叫んだ聲は、再び私の足をぴくりとさせた。
それは、今の今まで信じてゐたものを※[#「手偏に劣」、第3水準1−84−77、74下9(上中下は本文の段組)]《も》ぎ取られて行く驚愕のきはみであつた。彼は――印半纏の男は、顏色を失《な》くして、爲すべき事を知らぬもののやうに、手をもぢもぢとさせて、こくりと唾を呑んだ。
「どうも、どうしても脈が出ないもんですものね。」
それでも猶もう一度醫員は手を出して、青ざめた赤兒の心臟部のあたりを揉みはじめた。その運動につれて、赤兒の首はぐなりぐなりと搖れて動くのを、看護婦がそつと手で押へた。

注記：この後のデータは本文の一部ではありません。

//! Run statistics and the final report.
//!
//! Counters are atomic and can be polled by a progress reporter while the
//! run is in progress. Source-side counters (read, rejected, ignored) live
//! in the [`EntrySource`](crate::source::EntrySource) and are merged in when
//! a snapshot is taken.

use crate::budget::MemoryPlan;
use serde::Serialize;
use std::sync::atomic::{AtomicBool, AtomicU64, Ordering};
use std::time::Duration;

/// Engine-side counters of one run.
#[derive(Debug, Default)]
pub struct ImportStats {
    /// Entries written to id2entry by phase one.
    imported: AtomicU64,
    /// Entries copied from the previous container.
    migrated: AtomicU64,
    /// Entries whose previous version was replaced.
    replaced: AtomicU64,
    /// Phase-one buffers handed to the sort pool.
    buffers_sorted: AtomicU64,
    /// Bytes written to scratch files.
    scratch_bytes: AtomicU64,
    /// Scratch files fully merged by phase two.
    indexes_merged: AtomicU64,
    /// Distinct keys committed by phase two.
    keys_written: AtomicU64,
    /// Set once phase two starts.
    merging: AtomicBool,
}

impl ImportStats {
    /// Creates zeroed counters.
    #[must_use]
    pub fn new() -> Self {
        Self::default()
    }

    pub(crate) fn record_imported(&self) {
        self.imported.fetch_add(1, Ordering::Relaxed);
    }

    pub(crate) fn record_migrated(&self) {
        self.migrated.fetch_add(1, Ordering::Relaxed);
    }

    pub(crate) fn record_replaced(&self) {
        self.replaced.fetch_add(1, Ordering::Relaxed);
    }

    pub(crate) fn record_buffer_sorted(&self) {
        self.buffers_sorted.fetch_add(1, Ordering::Relaxed);
    }

    pub(crate) fn record_scratch_bytes(&self, bytes: u64) {
        self.scratch_bytes.fetch_add(bytes, Ordering::Relaxed);
    }

    pub(crate) fn record_index_merged(&self) {
        self.indexes_merged.fetch_add(1, Ordering::Relaxed);
    }

    pub(crate) fn record_keys_written(&self, keys: u64) {
        self.keys_written.fetch_add(keys, Ordering::Relaxed);
    }

    pub(crate) fn record_merge_started(&self) {
        self.merging.store(true, Ordering::Relaxed);
    }

    /// Returns the number of imported entries.
    pub fn imported(&self) -> u64 {
        self.imported.load(Ordering::Relaxed)
    }

    /// Returns the number of migrated entries.
    pub fn migrated(&self) -> u64 {
        self.migrated.load(Ordering::Relaxed)
    }

    /// Returns the number of replaced entries.
    pub fn replaced(&self) -> u64 {
        self.replaced.load(Ordering::Relaxed)
    }

    /// Returns the number of sorted phase-one buffers.
    pub fn buffers_sorted(&self) -> u64 {
        self.buffers_sorted.load(Ordering::Relaxed)
    }

    /// Returns the bytes written to scratch files.
    pub fn scratch_bytes(&self) -> u64 {
        self.scratch_bytes.load(Ordering::Relaxed)
    }

    /// Returns the number of merged scratch files.
    pub fn indexes_merged(&self) -> u64 {
        self.indexes_merged.load(Ordering::Relaxed)
    }

    /// Returns the number of keys committed by phase two.
    pub fn keys_written(&self) -> u64 {
        self.keys_written.load(Ordering::Relaxed)
    }

    /// Returns true once phase two has started.
    pub fn is_merging(&self) -> bool {
        self.merging.load(Ordering::Relaxed)
    }

    /// Takes a snapshot, adding the source counters.
    #[must_use]
    pub fn snapshot(&self, read: u64, rejected: u64, ignored: u64) -> ImportProgress {
        ImportProgress {
            read,
            rejected,
            ignored,
            imported: self.imported(),
            migrated: self.migrated(),
            replaced: self.replaced(),
            buffers_sorted: self.buffers_sorted(),
            scratch_bytes: self.scratch_bytes(),
            indexes_merged: self.indexes_merged(),
            keys_written: self.keys_written(),
        }
    }
}

/// A point-in-time copy of the run counters.
#[derive(Debug, Clone, Copy, PartialEq, Eq, Default, Serialize)]
pub struct ImportProgress {
    /// Records read from the source.
    pub read: u64,
    /// Records rejected.
    pub rejected: u64,
    /// Entries ignored.
    pub ignored: u64,
    /// Entries imported.
    pub imported: u64,
    /// Entries migrated from the previous container.
    pub migrated: u64,
    /// Entries replaced in append mode.
    pub replaced: u64,
    /// Phase-one buffers sorted.
    pub buffers_sorted: u64,
    /// Bytes written to scratch files.
    pub scratch_bytes: u64,
    /// Scratch files merged.
    pub indexes_merged: u64,
    /// Keys committed by phase two.
    pub keys_written: u64,
}

/// How a run ended.
#[derive(Debug, Clone, Copy, PartialEq, Eq, Serialize)]
pub enum ImportStatus {
    /// Both phases ran to completion.
    Completed,
    /// The run was canceled or ran out of disk space.
    Interrupted,
}

/// Outcome of an import or rebuild.
#[derive(Debug, Clone, Serialize)]
pub struct ImportReport {
    /// How the run ended.
    pub status: ImportStatus,
    /// Final counters.
    pub progress: ImportProgress,
    /// Time spent reading entries and writing scratch files.
    pub phase_one: Duration,
    /// Time spent merging scratch files into the store.
    pub phase_two: Duration,
    /// Worker threads phase one ran with.
    pub thread_count: usize,
    /// True if the planner lowered the requested thread count.
    pub thread_count_reduced: bool,
    /// The memory plan of phase one.
    pub plan: MemoryPlan,
}

impl ImportReport {
    /// Returns true if the run completed.
    #[must_use]
    pub fn is_completed(&self) -> bool {
        self.status == ImportStatus::Completed
    }

    /// Entries imported per second of phase one.
    #[must_use]
    pub fn import_rate(&self) -> f64 {
        let secs = self.phase_one.as_secs_f64();
        if secs > 0.0 {
            self.progress.imported as f64 / secs
        } else {
            0.0
        }
    }
}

それはしかし一二分間、僅な期待をつないだに過ぎなかつた。
「だめだ! お氣の毒だがどうも仕樣がありませんね。」と、きつぱり今度は醫員もほんたうに寢臺の傍を離れた。
「なんとも仕樣がないでせうか?」
「えゝ、何とも仕樣がありませんね、脈があるもんなら注射つてこともありますけれど、連れて來た時には既にもう脈がなかつたんですからね……ただまだ温いだけです。」
さう言つて醫員はさつさと手を洗ひに立つて行つた。